And I was wandering in a trice,
Far from the grey and grimy heat
Of that intolerable street,
O'er a sapphire berg and emerald floe,
Beneath the still, cold ruby glow
Of everlasting Polar night,
Bewildered by the queer half-light,
Until I stumbled, unawares,
Upon a creek where big white bears
Plunged headlong down with flourished heels
And floundered after shining seals
Through shivering seas of blinding blue.
And as I watched them, ere I knew,
I'd stripped, and I was swimming too,
Among the seal-pack, young and hale,
And thrusting on with threshing tail,
With twist and twirl and sudden leap
Through crackling ice and salty deep --
Diving and doubling with my kind,
Until, at last, we left behind
Those big, white, blundering bulks of death,
And lay, at length, with panting breath
Upon a far untravelled floe,
Beneath a gentle drift of snow --
Snow drifting gently, fine and white,
Out of the endless Polar night,
Falling and falling evermore
Upon that far untravelled shore,
Till I was buried fathoms deep
Beneath the cold white drifting sleep --
Sleep drifting deep,
Deep drifting sleep. . . .

The carter cracked a sudden whip:
I clutched my stool with startled grip.
Awakening to the grimy heat
Of that intolerable street.

 	-- Wilfred Gibson


I like today's poem for the vivid trip through the poet's imagination - the
images are glowingly detailed, and move easily from scene to scene, the
whole capturing the feel of an extended reverie admirably. The varying pace
is handled nicely too - the crystalline images setting the scene, the burst
of activity, the drifting snow, all slide effortlessly into each other,
until the vision is abruptly shattered and the narrator is returned to the
'grimy heat' of his surroundings.

Biography:

b. Oct. 2, 1878, Hexham, Northumberland, Eng.
d. May 26, 1962, Virginia Water, Surrey

 British poet who drew his inspiration from the workaday life of ordinary
 provincial English families.

 Gibson was educated privately, served briefly in World War I, and
 thereafter devoted his life to poetry. A period in London in 1912 brought
 him into contact with Lascelles Abercrombie, Rupert Brooke, John
 Drinkwater, and other Georgian poets, with whom he founded the short-lived
 poetry magazine New Numbers. In 1917 he made a long lecture tour of the
 United States. His first poem had appeared in The Spectator in 1897, but it
 was with his realistic presentation of the lives of country folk in
 Stonefolds and On the Threshold (both 1907) that he first exploited the
 themes of contemporary life which distinguished his major works.

	  -- EB

Links:

For a vision of an altogether different sort, poem #30
Ice, poem #145

martin

From: "Jack Diamond" <Jack.diamond@>

I have searched for some time for this work remembered from 60 years
ago.there is an error ...it should read" the seal- pack"
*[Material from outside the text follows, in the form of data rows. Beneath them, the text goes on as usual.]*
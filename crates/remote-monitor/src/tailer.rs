//! Incremental reader for an append-only log file.

use std::fs::{self, File, Metadata};
use std::io::{self, Read, Seek, SeekFrom};
use std::path::{Path, PathBuf};
use std::time::{Duration, Instant};

use cursorhome_common::clock::Throttle;
use cursorhome_common::config::RemoteLogSettings;

/// Lifecycle of a [`LogTailer`].
#[derive(Debug, Clone, Copy, PartialEq, Eq)]
pub enum TailerState {
    /// Not started, or stopped.
    Stopped,
    /// No candidate exists; rediscovery runs periodically.
    Searching,
    /// Reading appended data from one file.
    Following,
}

#[derive(Debug)]
struct FollowedFile {
    path: PathBuf,
    file: File,
    position: u64,
    identity: Option<u64>,
    /// Raw bytes after the last newline. Kept undecoded so a character
    /// split across two reads survives.
    partial: Vec<u8>,
}

/// Follows the first existing candidate log and returns complete lines as
/// they are appended.
///
/// Poll-driven: the owner calls [`LogTailer::poll`] on a timer or when a
/// file-system notification arrives.
#[derive(Debug)]
pub struct LogTailer {
    candidates: Vec<PathBuf>,
    followed: Option<FollowedFile>,
    state: TailerState,
    rediscovery: Throttle,
    rediscovery_interval: Duration,
    last_growth: Option<Instant>,
    last_path: Option<PathBuf>,
}

impl LogTailer {
    pub fn new(rediscovery_interval: Duration) -> Self {
        Self {
            candidates: Vec::new(),
            followed: None,
            state: TailerState::Stopped,
            rediscovery: Throttle::new(rediscovery_interval),
            rediscovery_interval,
            last_growth: None,
            last_path: None,
        }
    }

    pub fn from_settings(settings: &RemoteLogSettings) -> Self {
        Self::new(settings.rediscovery_interval())
    }

    /// Follow the first existing candidate from its current end.
    ///
    /// With no existing candidate the tailer keeps searching; this is never
    /// an error. Returns the chosen path.
    pub fn start(&mut self, candidates: Vec<PathBuf>, now: Instant) -> Option<&Path> {
        self.stop();
        self.candidates = candidates;
        self.rediscovery.mark(now);
        self.last_growth = Some(now);

        match self.discover() {
            Some(followed) => {
                tracing::info!(path = %followed.path.display(), offset = followed.position, "Following remote log");
                self.follow(followed);
            }
            None => {
                tracing::info!(
                    candidates = self.candidates.len(),
                    "No remote log found, will keep searching"
                );
                self.state = TailerState::Searching;
            }
        }
        self.path()
    }

    /// Read whatever was appended since the last poll.
    ///
    /// Only complete lines are returned, in file order; a trailing partial
    /// line waits for its newline. Also handles truncation, deletion, and
    /// idle-triggered rediscovery.
    pub fn poll(&mut self, now: Instant) -> Vec<String> {
        match self.state {
            TailerState::Stopped => Vec::new(),
            TailerState::Searching => {
                self.try_rediscover(now);
                if self.state == TailerState::Following {
                    self.poll_followed(now)
                } else {
                    Vec::new()
                }
            }
            TailerState::Following => self.poll_followed(now),
        }
    }

    /// Release the file. Safe to call repeatedly.
    pub fn stop(&mut self) {
        if let Some(followed) = self.followed.take() {
            tracing::debug!(path = %followed.path.display(), "Stopped following remote log");
        }
        self.state = TailerState::Stopped;
    }

    pub fn state(&self) -> TailerState {
        self.state
    }

    /// The file currently followed.
    pub fn path(&self) -> Option<&Path> {
        self.followed.as_ref().map(|f| f.path.as_path())
    }

    pub fn candidates(&self) -> &[PathBuf] {
        &self.candidates
    }

    fn poll_followed(&mut self, now: Instant) -> Vec<String> {
        let Some(followed) = self.followed.as_mut() else {
            self.state = TailerState::Searching;
            return Vec::new();
        };

        let metadata = match fs::metadata(&followed.path) {
            Ok(metadata) => metadata,
            Err(_) => {
                tracing::warn!(path = %followed.path.display(), "Remote log disappeared");
                self.lose_file(now);
                return Vec::new();
            }
        };

        let replaced = match (followed.identity, file_identity(&metadata)) {
            (Some(old), Some(new)) => old != new,
            _ => false,
        };
        if replaced || metadata.len() < followed.position {
            tracing::info!(
                path = %followed.path.display(),
                replaced,
                "Remote log truncated or replaced, reading from start"
            );
            match open_at(&followed.path, false) {
                Ok(reopened) => *followed = reopened,
                Err(e) => {
                    tracing::warn!(path = %followed.path.display(), error = %e, "Failed to reopen remote log");
                    self.lose_file(now);
                    return Vec::new();
                }
            }
        }

        if metadata.len() == followed.position && !replaced {
            self.check_idle(now);
            return Vec::new();
        }

        match read_appended(followed) {
            Ok(lines) => {
                self.last_growth = Some(now);
                lines
            }
            Err(e) => {
                tracing::warn!(path = %followed.path.display(), error = %e, "Failed to read remote log");
                self.lose_file(now);
                Vec::new()
            }
        }
    }

    fn check_idle(&mut self, now: Instant) {
        let idle = self
            .last_growth
            .map(|t| now.saturating_duration_since(t) >= self.rediscovery_interval)
            .unwrap_or(true);
        if idle {
            self.try_rediscover(now);
        }
    }

    fn lose_file(&mut self, now: Instant) {
        if let Some(followed) = self.followed.take() {
            self.last_path = Some(followed.path);
        }
        self.state = TailerState::Searching;
        self.try_rediscover(now);
    }

    fn try_rediscover(&mut self, now: Instant) {
        if !self.rediscovery.should_run(now) {
            return;
        }
        let current = self.path().map(Path::to_path_buf);

        match self.discover() {
            Some(found) if Some(&found.path) == current.as_ref() => {
                // Still the best candidate; keep our offset.
            }
            Some(mut found) => {
                if self.last_path.as_ref() == Some(&found.path) {
                    // The file we lost came back: read it from the start.
                    found.position = 0;
                    if let Err(e) = found.file.seek(SeekFrom::Start(0)) {
                        tracing::warn!(error = %e, "Failed to rewind remote log");
                        return;
                    }
                }
                tracing::info!(path = %found.path.display(), offset = found.position, "Following remote log");
                self.last_growth = Some(now);
                self.follow(found);
            }
            None => {
                tracing::debug!(candidates = self.candidates.len(), "Remote log still not found");
            }
        }
    }

    fn follow(&mut self, followed: FollowedFile) {
        self.last_path = Some(followed.path.clone());
        self.followed = Some(followed);
        self.state = TailerState::Following;
    }

    /// First existing candidate, opened at its end.
    fn discover(&self) -> Option<FollowedFile> {
        self.candidates
            .iter()
            .filter(|path| path.is_file())
            .find_map(|path| match open_at(path, true) {
                Ok(followed) => Some(followed),
                Err(e) => {
                    tracing::warn!(path = %path.display(), error = %e, "Cannot open remote log");
                    None
                }
            })
    }
}

fn open_at(path: &Path, at_end: bool) -> io::Result<FollowedFile> {
    let mut file = File::open(path)?;
    let metadata = file.metadata()?;
    let position = if at_end {
        file.seek(SeekFrom::End(0))?
    } else {
        0
    };
    Ok(FollowedFile {
        path: path.to_path_buf(),
        file,
        position,
        identity: file_identity(&metadata),
        partial: Vec::new(),
    })
}

fn read_appended(followed: &mut FollowedFile) -> io::Result<Vec<String>> {
    followed.file.seek(SeekFrom::Start(followed.position))?;
    let mut bytes = Vec::new();
    let read = followed.file.read_to_end(&mut bytes)?;
    followed.position += read as u64;

    followed.partial.extend_from_slice(&bytes);
    let Some(last_newline) = followed.partial.iter().rposition(|&b| b == b'\n') else {
        return Ok(Vec::new());
    };

    let rest = followed.partial.split_off(last_newline + 1);
    let complete = std::mem::replace(&mut followed.partial, rest);
    Ok(String::from_utf8_lossy(&complete)
        .lines()
        .map(|line| line.trim_end_matches('\r').to_string())
        .collect())
}

#[cfg(unix)]
fn file_identity(metadata: &Metadata) -> Option<u64> {
    use std::os::unix::fs::MetadataExt;
    Some(metadata.ino())
}

#[cfg(not(unix))]
fn file_identity(_metadata: &Metadata) -> Option<u64> {
    None
}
From: "mick brown" <mbrown@>

My recollection of this poem, learned in wartime England around 1943 was
.....   "floundered after slippery seals through shimmering seas of icy
blue".

Maybe our teacher, a fiery irishman named Carlo Loretto, decided to
'improve' Gibson's work?   I think perhaps he might have .   I also
agree with Jack Diamond it should read "Among the seal pack....."
Mick Brown.

From: "John & Jacqueline Crook" <jcrook@>

I first heard this poem when I was about 7years old, lets say that was
"about" 50 years ago. I have been searching for the words for the last
20 years (using libraries and poetry books) and only today "found it"
through this site.

When this was read to us (me) by our English teacher it was a very hot
sultry day. Within three lines I was there, swimmimg in cold water and
walking ice flows ( although at that time living in the UK I did not
know what an ice flow was).

Thanks for allowing me to relive a childhood memory,


John Crook
Lower Sackville
NS Canada.

From: "The McKies" <marsonwae2@>

I learned this poem as a child at school but couldn't remember who wrote
it.  I thought that, I'd try to find it on the web.  I typed a few words
into 'Google' and here I am.  As it has been so warm lately, it seemed
appropriate.  Thank you!
http://web.onetel.net.uk/~marsonwae

From: "Clive Collins" <Dartaviation@>

Clive Collins exSutton Coldfield in Warwickshire

I too read and had to learn this poem in wartime England at school.
I had also forgotton some of the text but there are certain words that I
find distinctly odd, "sea-pack" does not make sense and I too recall
"SEAL-pack" as one of them.
However, the errors are immaterial and I offer my thanks for the
reviving of a memory from 1943.
Kindest regards,

Clive Collins

From: "Gordon Robertson" <meadows2@>

I am 14 and I am studying this poem in my English class and found it
very very interesting, I love the way that the author uses such great
detail when the office worker is imagining he is a seal, and when I read
it I could picture it in my head. I think that this author is very
talented and this is a brilliant poem and I'm glad I am studying it.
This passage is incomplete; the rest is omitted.